I can’t tell you much without looking at you and your workout plan, but what I can tell you is that, unless you’re somewhere around 6’7″, you’re not going to see much definition at 250lbs.

In terms of tone, you should start to see a LITTLE something-something somewhere around 30% body fat. Keep chipping away at it and lifting, and you’ll see what I mean.

Besides, it takes a long time – I mean, a LONG TIME – to develop muscle, which is why I tell people who are on the road to being “formerly obese” to start training as SOON as possible. They often don’t have as much muscle as they thought they did, and need to develop it ASAPtually.

Juli May 27, 2013 - 12:52 PM

In regards to number 3….

I was working out before I started dieting, in fact, working out is probably why I was able to maintain my weight with horrible eating habits. Now that I’ve added calorie counting to the slew, my weight is dropping by 2-3 pounds a week. My question is, per your theory, would my metabolism still be lower when I hit my goal weight? And am I still losing muscle?

When I say working out I mean 30+ minutes of cardio 6 days a week and 30 minutes of resistance three days a week. I have scant definition but I can already outlift most girls and any guy that’s lean *and* my height or shorter.

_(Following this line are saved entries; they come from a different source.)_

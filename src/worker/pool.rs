//! Worker pool lifecycle

use crate::config::ControllerConfig;
use crate::proxy::ProxyEndpoint;
use crate::stats::CountSender;
use crate::worker::config::WorkerConfig;
use crate::worker::handle::{PoolLiveness, WorkerHandle};
use crate::worker::launcher::WorkerLauncher;
use futures::future::join_all;
use tokio_util::sync::CancellationToken;
use tracing::{error, info};

/// The set of workers launched for one scan
#[derive(Debug)]
pub struct WorkerPool {
    handles: Vec<WorkerHandle>,
    liveness: PoolLiveness,
    shutdown: CancellationToken,
}

impl WorkerPool {
    /// Build every worker's bundle and launch them all
    ///
    /// Returns as soon as the last worker has been launched. A worker that
    /// fails to launch is logged and counted as dead; the rest still start.
    pub fn start<L>(
        launcher: &L,
        config: &ControllerConfig,
        proxies: &[ProxyEndpoint],
        events: &CountSender,
        shutdown: CancellationToken,
    ) -> Self
    where
        L: WorkerLauncher + ?Sized,
    {
        let bundles: Vec<WorkerConfig> = (0..config.workers)
            .map(|index| WorkerConfig::for_index(config, proxies, index))
            .collect();

        let handles: Vec<WorkerHandle> = bundles
            .into_iter()
            .map(|bundle| {
                let (index, name) = (bundle.index, bundle.name.clone());
                launcher
                    .launch(bundle, events.clone(), shutdown.child_token())
                    .unwrap_or_else(|e| {
                        error!(worker = %name, error = %e, "Failed to launch worker");
                        WorkerHandle::dead(index, name)
                    })
            })
            .collect();

        let liveness = PoolLiveness::new(handles.iter().map(WorkerHandle::alive_flag).collect());
        info!(
            workers = handles.len(),
            alive = liveness.alive_count(),
            "Workers launched"
        );

        Self {
            handles,
            liveness,
            shutdown,
        }
    }

    pub fn handles(&self) -> &[WorkerHandle] {
        &self.handles
    }

    pub fn len(&self) -> usize {
        self.handles.len()
    }

    pub fn is_empty(&self) -> bool {
        self.handles.is_empty()
    }

    /// Liveness view that outlives borrows of the pool
    pub fn liveness(&self) -> PoolLiveness {
        self.liveness.clone()
    }

    pub fn any_alive(&self) -> bool {
        self.liveness.any_alive()
    }

    pub fn alive_count(&self) -> usize {
        self.liveness.alive_count()
    }

    /// Wait until every worker has terminated, in whatever order they finish
    pub async fn join(&mut self) {
        join_all(self.handles.iter_mut().map(|handle| handle.join())).await;
        info!(workers = self.handles.len(), "All workers finished");
    }

    /// Ask every worker to stop
    pub fn shutdown(&self) {
        self.shutdown.cancel();
    }
}

#[cfg(test)]
mod tests {
    use super::*;
    use crate::partition::IdRange;
    use crate::stats::{count_channel, CountEvent};
    use crate::worker::handle::AliveFlag;
    use crate::worker::launcher::WorkerError;
    use std::collections::HashMap;
    use std::sync::Mutex;
    use std::time::Duration;
    use tokio::sync::oneshot;

    /// Launcher double: records bundles and lets the test decide when each
    /// worker exits
    #[derive(Default)]
    struct ScriptedLauncher {
        bundles: Mutex<Vec<WorkerConfig>>,
        exits: Mutex<HashMap<usize, oneshot::Sender<()>>>,
        fail_index: Option<usize>,
    }

    impl ScriptedLauncher {
        fn failing_at(index: usize) -> Self {
            Self {
                fail_index: Some(index),
                ..Self::default()
            }
        }

        fn finish(&self, index: usize) {
            if let Some(tx) = self.exits.lock().unwrap().remove(&index) {
                let _ = tx.send(());
            }
        }

        fn bundles(&self) -> Vec<WorkerConfig> {
            self.bundles.lock().unwrap().clone()
        }
    }

    impl WorkerLauncher for ScriptedLauncher {
        fn launch(
            &self,
            config: WorkerConfig,
            events: CountSender,
            shutdown: CancellationToken,
        ) -> Result<WorkerHandle, WorkerError> {
            if self.fail_index == Some(config.index) {
                return Err(WorkerError::BadEvent("refused".to_string()));
            }
            let (tx, rx) = oneshot::channel();
            self.exits.lock().unwrap().insert(config.index, tx);
            self.bundles.lock().unwrap().push(config.clone());

            Ok(WorkerHandle::spawn(config.index, config.name.clone(), None, async move {
                tokio::select! {
                    _ = rx => {
                        let _ = events.send(CountEvent::now(config.proxies.len() as u64));
                    }
                    _ = shutdown.cancelled() => {}
                }
            }))
        }
    }

    fn proxies(n: usize) -> Vec<ProxyEndpoint> {
        (0..n).map(|i| ProxyEndpoint::new(format!("p{i}"), 1000 + i as u16)).collect()
    }

    async fn wait_until_dead(flag: AliveFlag) {
        tokio::time::timeout(Duration::from_secs(5), async {
            while flag.is_alive() {
                tokio::task::yield_now().await;
            }
        })
        .await
        .unwrap();
    }

    #[tokio::test]
    async fn test_start_launches_all_workers_with_disjoint_slices() {
        let launcher = ScriptedLauncher::default();
        let config = ControllerConfig::new()
            .with_workers(3)
            .with_ranges(vec![IdRange::new(0, 90).unwrap()]);
        let (tx, _rx) = count_channel();

        let pool = WorkerPool::start(&launcher, &config, &proxies(7), &tx, CancellationToken::new());
        assert_eq!(pool.len(), 3);
        assert_eq!(pool.alive_count(), 3);

        let bundles = launcher.bundles();
        let rejoined: Vec<ProxyEndpoint> = bundles.iter().flat_map(|b| b.proxies.clone()).collect();
        assert_eq!(rejoined, proxies(7));
        assert_eq!(bundles[1].ranges, vec![IdRange { start: 30, end: 60 }]);
        pool.shutdown();
    }

    #[tokio::test]
    async fn test_more_workers_than_proxies() {
        let launcher = ScriptedLauncher::default();
        let config = ControllerConfig::new().with_workers(5);
        let (tx, _rx) = count_channel();

        let pool = WorkerPool::start(&launcher, &config, &proxies(2), &tx, CancellationToken::new());
        let empty = launcher.bundles().iter().filter(|b| b.proxies.is_empty()).count();
        assert_eq!(empty, 3);
        pool.shutdown();
    }

    #[tokio::test]
    async fn test_no_proxies_gives_every_worker_an_empty_slice() {
        let launcher = ScriptedLauncher::default();
        let config = ControllerConfig::new().with_workers(4);
        let (tx, _rx) = count_channel();

        let pool = WorkerPool::start(&launcher, &config, &[], &tx, CancellationToken::new());
        assert!(launcher.bundles().iter().all(|b| b.proxies.is_empty()));
        pool.shutdown();
    }

    #[tokio::test]
    async fn test_liveness_follows_worker_exits() {
        let launcher = ScriptedLauncher::default();
        let config = ControllerConfig::new().with_workers(2);
        let (tx, mut rx) = count_channel();

        let mut pool = WorkerPool::start(&launcher, &config, &proxies(4), &tx, CancellationToken::new());
        drop(tx);
        let liveness = pool.liveness();

        launcher.finish(1);
        wait_until_dead(pool.handles()[1].alive_flag()).await;
        assert!(liveness.any_alive());
        assert_eq!(pool.alive_count(), 1);

        launcher.finish(0);
        pool.join().await;
        assert!(!liveness.any_alive());

        let mut counts = vec![rx.recv().await.unwrap().count, rx.recv().await.unwrap().count];
        counts.sort();
        assert_eq!(counts, vec![2, 2]);
        assert!(rx.recv().await.is_none());
    }

    #[tokio::test]
    async fn test_launch_failure_counts_as_dead_worker() {
        let launcher = ScriptedLauncher::failing_at(1);
        let config = ControllerConfig::new().with_workers(3);
        let (tx, _rx) = count_channel();

        let mut pool = WorkerPool::start(&launcher, &config, &[], &tx, CancellationToken::new());
        assert_eq!(pool.len(), 3);
        assert_eq!(pool.alive_count(), 2);
        assert!(!pool.handles()[1].is_alive());

        pool.shutdown();
        tokio::time::timeout(Duration::from_secs(5), pool.join())
            .await
            .unwrap();
        assert!(!pool.any_alive());
    }
}
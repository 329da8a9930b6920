use anyhow::Result;
use clap::{Args, Parser, Subcommand};
use scan_controller::{
    config::timeout_from_secs, plan, ConsoleSink, Controller, ControllerConfig, IdRange,
    ProcessLauncher, ProxyLoader, StatsSink, TracingSink,
    worker::worker_name,
};
use std::path::PathBuf;
use std::sync::Arc;
use tracing::warn;
use tracing_subscriber::{filter::EnvFilter, fmt, prelude::*};

/// Partition ID ranges and proxies across parallel scan workers
#[derive(Parser)]
#[command(name = "scan-controller")]
#[command(about = "Partition ID ranges and proxies across parallel scan workers")]
struct Cli {
    #[command(subcommand)]
    command: Commands,

    /// Log debug output
    #[arg(short, long, global = true)]
    verbose: bool,

    /// Only log errors
    #[arg(short, long, global = true, conflicts_with = "verbose")]
    quiet: bool,
}

#[derive(Subcommand)]
enum Commands {
    /// Launch the workers and report CPM until they finish
    Run {
        #[command(flatten)]
        scan: ScanArgs,
        /// Scan program started once per worker
        #[arg(long)]
        worker_cmd: PathBuf,
        /// Rewrite a single console line instead of logging each rate
        #[arg(long)]
        console: bool,
        /// Extra arguments for the scan program
        #[arg(last = true)]
        worker_args: Vec<String>,
    },
    /// Show how proxies and ranges would be split, without launching anything
    Plan {
        #[command(flatten)]
        scan: ScanArgs,
    },
    /// Load a proxy file and print the deduplicated list
    Proxies {
        /// File containing host:port lines
        input: PathBuf,
    },
}

#[derive(Args)]
struct ScanArgs {
    /// File containing host:port proxy lines
    #[arg(short, long)]
    proxy_file: Option<PathBuf>,
    /// Number of worker processes
    #[arg(short, long, default_value = "1")]
    workers: usize,
    /// Scan concurrency inside each worker
    #[arg(short = 'n', long, default_value = "1")]
    threads: usize,
    /// ID range to scan, as START-END (end exclusive) or a single ID; repeatable
    #[arg(short, long = "range")]
    range: Vec<IdRange>,
    /// Stop condition passed through to workers
    #[arg(long)]
    cut_off: Option<u64>,
    /// Batch size passed through to workers
    #[arg(long, default_value = "100")]
    chunk_size: u64,
    /// Webhook notified by workers
    #[arg(long)]
    webhook_url: Option<String>,
    /// Per-request timeout in seconds
    #[arg(long, default_value = "10")]
    timeout: f64,
}

impl ScanArgs {
    fn into_config(self) -> Result<ControllerConfig> {
        let config = ControllerConfig {
            proxy_file: self.proxy_file,
            workers: self.workers,
            threads: self.threads,
            range: self.range,
            cut_off: self.cut_off,
            chunk_size: self.chunk_size,
            webhook_url: self.webhook_url,
            timeout: timeout_from_secs(self.timeout)?,
        };
        config.validate()?;
        Ok(config)
    }
}

#[tokio::main]
async fn main() -> Result<()> {
    let cli = Cli::parse();
    init_logging(cli.verbose, cli.quiet);

    match cli.command {
        Commands::Run {
            scan,
            worker_cmd,
            console,
            worker_args,
        } => {
            let config = scan.into_config()?;
            let launcher = ProcessLauncher::new(worker_cmd).with_args(worker_args);
            let sink: Arc<dyn StatsSink> = if console {
                Arc::new(ConsoleSink)
            } else {
                Arc::new(TracingSink)
            };

            let mut controller = Controller::start(config, &launcher, sink)?;

            let shutdown = controller.shutdown_token();
            tokio::spawn(async move {
                if tokio::signal::ctrl_c().await.is_ok() {
                    warn!("Interrupted, stopping workers");
                    shutdown.cancel();
                }
            });

            let summary = controller.join().await?;
            if console {
                println!();
            }
            println!(
                "Finished: {} workers, {} count events",
                summary.workers, summary.events
            );
        }
        Commands::Plan { scan } => {
            let config = scan.into_config()?;
            let proxies = ProxyLoader::load_optional(config.proxy_file.as_ref())?;

            println!(
                "{} proxies, {} ranges, {} workers",
                proxies.len(),
                config.range.len(),
                config.workers
            );
            for slice in plan(&proxies, &config.range, config.workers) {
                let ranges: Vec<String> = slice.ranges.iter().map(ToString::to_string).collect();
                println!(
                    "  {}: {} proxies, ranges [{}]",
                    worker_name(slice.index),
                    slice.proxies.len(),
                    ranges.join(", ")
                );
            }
        }
        Commands::Proxies { input } => {
            let (proxies, report) = ProxyLoader::load_file_with_report(&input)?;

            for proxy in &proxies {
                println!("{}", proxy.to_simple_string());
            }
            eprintln!(
                "Loaded {} proxies from {:?} ({} duplicates, {} malformed)",
                report.accepted, input, report.duplicates, report.malformed
            );
        }
    }

    Ok(())
}

fn init_logging(verbose: bool, quiet: bool) {
    let rust_log = std::env::var(EnvFilter::DEFAULT_ENV).ok();
    let filter = log_filter(verbose, quiet, rust_log.as_deref());

    tracing_subscriber::registry()
        .with(filter)
        .with(fmt::layer().with_target(false).with_writer(std::io::stderr))
        .init();
}

/// `-q` and `-v` win over `RUST_LOG`, which falls back to `info` when unset or invalid
fn log_filter(verbose: bool, quiet: bool, rust_log: Option<&str>) -> EnvFilter {
    if quiet {
        EnvFilter::new("error")
    } else if verbose {
        EnvFilter::new("debug")
    } else {
        rust_log
            .filter(|directives| !directives.trim().is_empty())
            .and_then(|directives| EnvFilter::try_new(directives).ok())
            .unwrap_or_else(|| EnvFilter::new("info"))
    }
}
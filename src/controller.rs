//! Scan controller
//!
//! Loads the proxy pool, launches one worker per configured slot and runs the
//! rate aggregator until the workers are done.

use crate::config::ControllerConfig;
use crate::proxy::{ProxyEndpoint, ProxyLoader};
use crate::stats::{count_channel, RateAggregator, StatsSink};
use crate::worker::{WorkerLauncher, WorkerPool};
use crate::Result;
use anyhow::Context;
use serde::Serialize;
use std::sync::Arc;
use tokio::task::JoinHandle;
use tokio_util::sync::CancellationToken;
use tracing::info;

/// Outcome of a finished run
#[derive(Debug, Clone, Copy, PartialEq, Eq, Serialize)]
pub struct RunSummary {
    pub workers: usize,
    /// Count events consumed by the aggregator
    pub events: u64,
}

pub struct Controller {
    proxies: Vec<ProxyEndpoint>,
    pool: WorkerPool,
    aggregator: Option<JoinHandle<RateAggregator>>,
    shutdown: CancellationToken,
}

impl Controller {
    /// Load proxies, launch every worker and start the stats task
    pub fn start<L>(config: ControllerConfig, launcher: &L, sink: Arc<dyn StatsSink>) -> Result<Self>
    where
        L: WorkerLauncher + ?Sized,
    {
        config.validate()?;
        let proxies = ProxyLoader::load_optional(config.proxy_file.as_ref())?;
        Self::start_with_proxies(config, proxies, launcher, sink)
    }

    /// Same as [`Controller::start`] with an already loaded proxy list
    pub fn start_with_proxies<L>(
        config: ControllerConfig,
        proxies: Vec<ProxyEndpoint>,
        launcher: &L,
        sink: Arc<dyn StatsSink>,
    ) -> Result<Self>
    where
        L: WorkerLauncher + ?Sized,
    {
        config.validate()?;
        info!(
            workers = config.workers,
            threads = config.threads,
            proxies = proxies.len(),
            ranges = config.range.len(),
            "Starting scan"
        );

        let shutdown = CancellationToken::new();
        let (events, receiver) = count_channel();
        let pool = WorkerPool::start(launcher, &config, &proxies, &events, shutdown.child_token());
        // Only workers hold senders from here on, so the channel closes with
        // the last of them.
        drop(events);

        let aggregator =
            RateAggregator::new(sink).spawn(receiver, pool.liveness(), shutdown.child_token());

        Ok(Self {
            proxies,
            pool,
            aggregator: Some(aggregator),
            shutdown,
        })
    }

    pub fn proxies(&self) -> &[ProxyEndpoint] {
        &self.proxies
    }

    pub fn pool(&self) -> &WorkerPool {
        &self.pool
    }

    /// Token that stops workers and the aggregator when cancelled
    pub fn shutdown_token(&self) -> CancellationToken {
        self.shutdown.clone()
    }

    pub fn shutdown(&self) {
        self.shutdown.cancel();
    }

    /// Wait for all workers, then for the aggregator to drain
    pub async fn join(&mut self) -> Result<RunSummary> {
        self.pool.join().await;

        let events = match self.aggregator.take() {
            Some(handle) => handle.await.context("stats task failed")?.processed(),
            None => 0,
        };

        let summary = RunSummary {
            workers: self.pool.len(),
            events,
        };
        info!(workers = summary.workers, events = summary.events, "Scan finished");
        Ok(summary)
    }
}
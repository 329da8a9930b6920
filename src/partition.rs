//! Deterministic partitioning of proxies and ID ranges across workers
//!
//! Every worker index receives one contiguous block. The first `len % count`
//! workers get one extra element, so concatenating the slices in index order
//! reproduces the input exactly.

use crate::proxy::ProxyEndpoint;
use serde::{Deserialize, Serialize};
use std::fmt;
use std::ops::Range;
use std::str::FromStr;
use thiserror::Error;

/// Half-open interval `[start, end)` of scan identifiers
#[derive(Debug, Clone, Copy, PartialEq, Eq, Hash, Serialize, Deserialize)]
pub struct IdRange {
    pub start: u64,
    pub end: u64,
}

#[derive(Debug, Clone, PartialEq, Eq, Error)]
pub enum RangeParseError {
    #[error("invalid range bound '{0}'")]
    InvalidBound(String),
    #[error("range start {start} is past its end {end}")]
    Inverted { start: u64, end: u64 },
}

impl IdRange {
    pub fn new(start: u64, end: u64) -> Result<Self, RangeParseError> {
        if start > end {
            return Err(RangeParseError::Inverted { start, end });
        }
        Ok(Self { start, end })
    }

    pub fn len(&self) -> u64 {
        self.end.saturating_sub(self.start)
    }

    pub fn is_empty(&self) -> bool {
        self.len() == 0
    }

    pub fn contains(&self, id: u64) -> bool {
        self.start <= id && id < self.end
    }
}

impl fmt::Display for IdRange {
    fn fmt(&self, f: &mut fmt::Formatter<'_>) -> fmt::Result {
        write!(f, "{}-{}", self.start, self.end)
    }
}

impl FromStr for IdRange {
    type Err = RangeParseError;

    /// Accepts `start-end` (end exclusive) or a single id `n`.
    fn from_str(s: &str) -> Result<Self, Self::Err> {
        let bound = |v: &str| {
            v.trim()
                .parse::<u64>()
                .map_err(|_| RangeParseError::InvalidBound(v.trim().to_string()))
        };

        match s.split_once('-') {
            Some((start, end)) => Self::new(bound(start)?, bound(end)?),
            None => {
                let id = bound(s)?;
                let end = id
                    .checked_add(1)
                    .ok_or_else(|| RangeParseError::InvalidBound(s.trim().to_string()))?;
                Self::new(id, end)
            }
        }
    }
}

/// Bounds of worker `index`'s block within a sequence of `len` elements
///
/// Returns an empty range when `count` is zero or `index` is out of bounds.
pub fn slice_bounds(len: u64, index: usize, count: usize) -> Range<u64> {
    if count == 0 || index >= count {
        return len..len;
    }
    let (index, count) = (index as u64, count as u64);
    let base = len / count;
    let extra = len % count;

    let start = index * base + index.min(extra);
    let size = base + u64::from(index < extra);
    start..start + size
}

/// Worker `index`'s contiguous block of `items`
pub fn slice_list<T>(items: &[T], index: usize, count: usize) -> &[T] {
    let bounds = slice_bounds(items.len() as u64, index, count);
    &items[bounds.start as usize..bounds.end as usize]
}

/// Worker `index`'s contiguous sub-interval of `range`
pub fn slice_range(range: &IdRange, index: usize, count: usize) -> IdRange {
    let bounds = slice_bounds(range.len(), index, count);
    IdRange {
        start: range.start + bounds.start,
        end: range.start + bounds.end,
    }
}

/// One worker's share of the workload
#[derive(Debug, Clone, PartialEq, Eq, Serialize)]
pub struct WorkerSlice {
    pub index: usize,
    pub proxies: Vec<ProxyEndpoint>,
    pub ranges: Vec<IdRange>,
}

/// Compute every worker's slice up front
pub fn plan(proxies: &[ProxyEndpoint], ranges: &[IdRange], count: usize) -> Vec<WorkerSlice> {
    (0..count)
        .map(|index| WorkerSlice {
            index,
            proxies: slice_list(proxies, index, count).to_vec(),
            ranges: ranges
                .iter()
                .map(|range| slice_range(range, index, count))
                .collect(),
        })
        .collect()
}
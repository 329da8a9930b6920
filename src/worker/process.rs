//! Workers as child processes
//!
//! Each worker is an external scan program. It receives its
//! [`WorkerConfig`] as one JSON document on stdin and reports progress on
//! stdout, one event per line: either `{"timestamp": <secs>, "count": <n>}`
//! or a bare integer count stamped on arrival.

use crate::stats::{CountEvent, CountSender};
use crate::worker::config::WorkerConfig;
use crate::worker::handle::WorkerHandle;
use crate::worker::launcher::{WorkerError, WorkerLauncher};
use std::ffi::OsString;
use std::process::Stdio;
use tokio::io::{AsyncBufReadExt, AsyncWriteExt, BufReader};
use tokio::process::{Child, ChildStdout, Command};
use tokio_util::sync::CancellationToken;
use tracing::{debug, error, info, warn};

/// Environment variable carrying the worker index to the child
pub const WORKER_INDEX_ENV: &str = "SCAN_WORKER_INDEX";

/// Environment variable carrying the worker name to the child
pub const WORKER_NAME_ENV: &str = "SCAN_WORKER_NAME";

/// Launches every worker as a separate OS process
#[derive(Debug, Clone)]
pub struct ProcessLauncher {
    program: OsString,
    args: Vec<OsString>,
}

impl ProcessLauncher {
    pub fn new(program: impl Into<OsString>) -> Self {
        Self {
            program: program.into(),
            args: Vec::new(),
        }
    }

    pub fn with_args<I, S>(mut self, args: I) -> Self
    where
        I: IntoIterator<Item = S>,
        S: Into<OsString>,
    {
        self.args.extend(args.into_iter().map(Into::into));
        self
    }

    fn command(&self, config: &WorkerConfig) -> Command {
        let mut command = Command::new(&self.program);
        command
            .args(&self.args)
            .env(WORKER_INDEX_ENV, config.index.to_string())
            .env(WORKER_NAME_ENV, &config.name)
            .stdin(Stdio::piped())
            .stdout(Stdio::piped())
            .stderr(Stdio::inherit())
            .kill_on_drop(true);
        command
    }
}

impl WorkerLauncher for ProcessLauncher {
    fn launch(
        &self,
        config: WorkerConfig,
        events: CountSender,
        shutdown: CancellationToken,
    ) -> Result<WorkerHandle, WorkerError> {
        let payload = serde_json::to_vec(&config)?;
        let name = config.name.clone();

        let mut child = self
            .command(&config)
            .spawn()
            .map_err(|source| WorkerError::Spawn {
                name: name.clone(),
                source,
            })?;
        let pid = child.id();

        let stdout = child.stdout.take().ok_or_else(|| WorkerError::MissingPipe {
            name: name.clone(),
            pipe: "stdout",
        })?;
        if let Some(mut stdin) = child.stdin.take() {
            let worker = name.clone();
            // The child may fill stdout before it drains stdin.
            tokio::spawn(async move {
                if let Err(e) = stdin.write_all(&payload).await {
                    warn!(worker = %worker, error = %e, "Failed to hand config to worker");
                }
            });
        }

        info!(worker = %name, pid = ?pid, proxies = config.proxies.len(), ids = config.id_count(), "Worker process started");
        let supervisor = supervise(name.clone(), child, stdout, events, shutdown);
        Ok(WorkerHandle::spawn(config.index, name, pid, supervisor))
    }
}

/// Forward the child's events until it exits or shutdown is requested
async fn supervise(
    name: String,
    mut child: Child,
    stdout: ChildStdout,
    events: CountSender,
    shutdown: CancellationToken,
) {
    let mut lines = BufReader::new(stdout).lines();
    let mut stopping = false;

    loop {
        tokio::select! {
            _ = shutdown.cancelled() => {
                stopping = true;
                break;
            }
            line = lines.next_line() => match line {
                Ok(Some(line)) => match parse_count_line(&line) {
                    Ok(Some(event)) => {
                        // The aggregator may already be stopped; the worker keeps going.
                        let _ = events.send(event);
                    }
                    Ok(None) => {}
                    Err(e) => warn!(worker = %name, error = %e, "Ignoring worker output"),
                },
                Ok(None) => break,
                Err(e) => {
                    warn!(worker = %name, error = %e, "Lost worker output");
                    break;
                }
            },
        }
    }

    // A child can close stdout and keep running.
    let exited = if stopping {
        None
    } else {
        tokio::select! {
            status = child.wait() => Some(status),
            _ = shutdown.cancelled() => None,
        }
    };
    let status = match exited {
        Some(status) => status,
        None => {
            debug!(worker = %name, "Stopping worker process");
            if let Err(e) = child.kill().await {
                warn!(worker = %name, error = %e, "Failed to kill worker process");
            }
            child.wait().await
        }
    };

    match status {
        Ok(status) if status.success() => info!(worker = %name, "Worker process exited"),
        Ok(status) => warn!(worker = %name, %status, "Worker process exited abnormally"),
        Err(e) => error!(worker = %name, error = %e, "Failed to wait for worker process"),
    }
}

/// Decode one stdout line into a count event
pub fn parse_count_line(line: &str) -> Result<Option<CountEvent>, WorkerError> {
    let line = line.trim();
    if line.is_empty() {
        return Ok(None);
    }
    if line.starts_with('{') {
        return serde_json::from_str(line)
            .map(Some)
            .map_err(|_| WorkerError::BadEvent(line.to_string()));
    }
    line.parse::<u64>()
        .map(|count| Some(CountEvent::now(count)))
        .map_err(|_| WorkerError::BadEvent(line.to_string()))
}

Erika Nicole Kendall May 27, 2013 - 7:43 PM

“would my metabolism still be lower when I hit my goal weight?”

I don’t have enough information to give you insight on this.

“And am I still losing muscle?”

Not necessarily. You can preserve muscle, but build it on this kind of routine? It depends on some very specific variables being met. Is your cardio super-intense? Are you getting in enough protein? Are you lifting heavy? Those matter, and affect your ability to build and preserve muscle in a weight loss routine, IMO.

peech June 7, 2013 - 11:07 AM

Thank you for sharing this! It’s a really great read!

Marloes June 7, 2013 - 11:46 AM

First: I really like your site. (English is not my first language, so if I express this wrong or weird, I’m sorry, but…) you go beyond what most weight loss/exercise websites write. I read your articles with much pleasure, and learn from them, they are really inspiring. So thanks!
Second, I have this quote on a postcard in the kitchen: “the first thing you lose while dieting, is your good mood” with a picture of some grumpy ladies at a table 🙂

Kami November 4, 2013 - 10:03 AM

Must keep this in mind

Adena March 25, 2018 - 9:21 AM

I loved reading this. I’ve been trying to focus more on mindful eating, strength training, and adding more healthy foods to my diet (leafy green vegetables) rather than simply restricting my food intake and avoiding “bad” foods. I know this is the right approach, but as a woman who still weighs over 300 pounds and has significant weight to lose, I wonder if I’m getting ahead of myself and this stuff should come later. It’s hard for me to believe that a true lifestyle change without severe restriction can lead to a 130-pound weight loss. It just shows how ingrained the “going on a diet” mindset is as much as I try to change my way of thinking.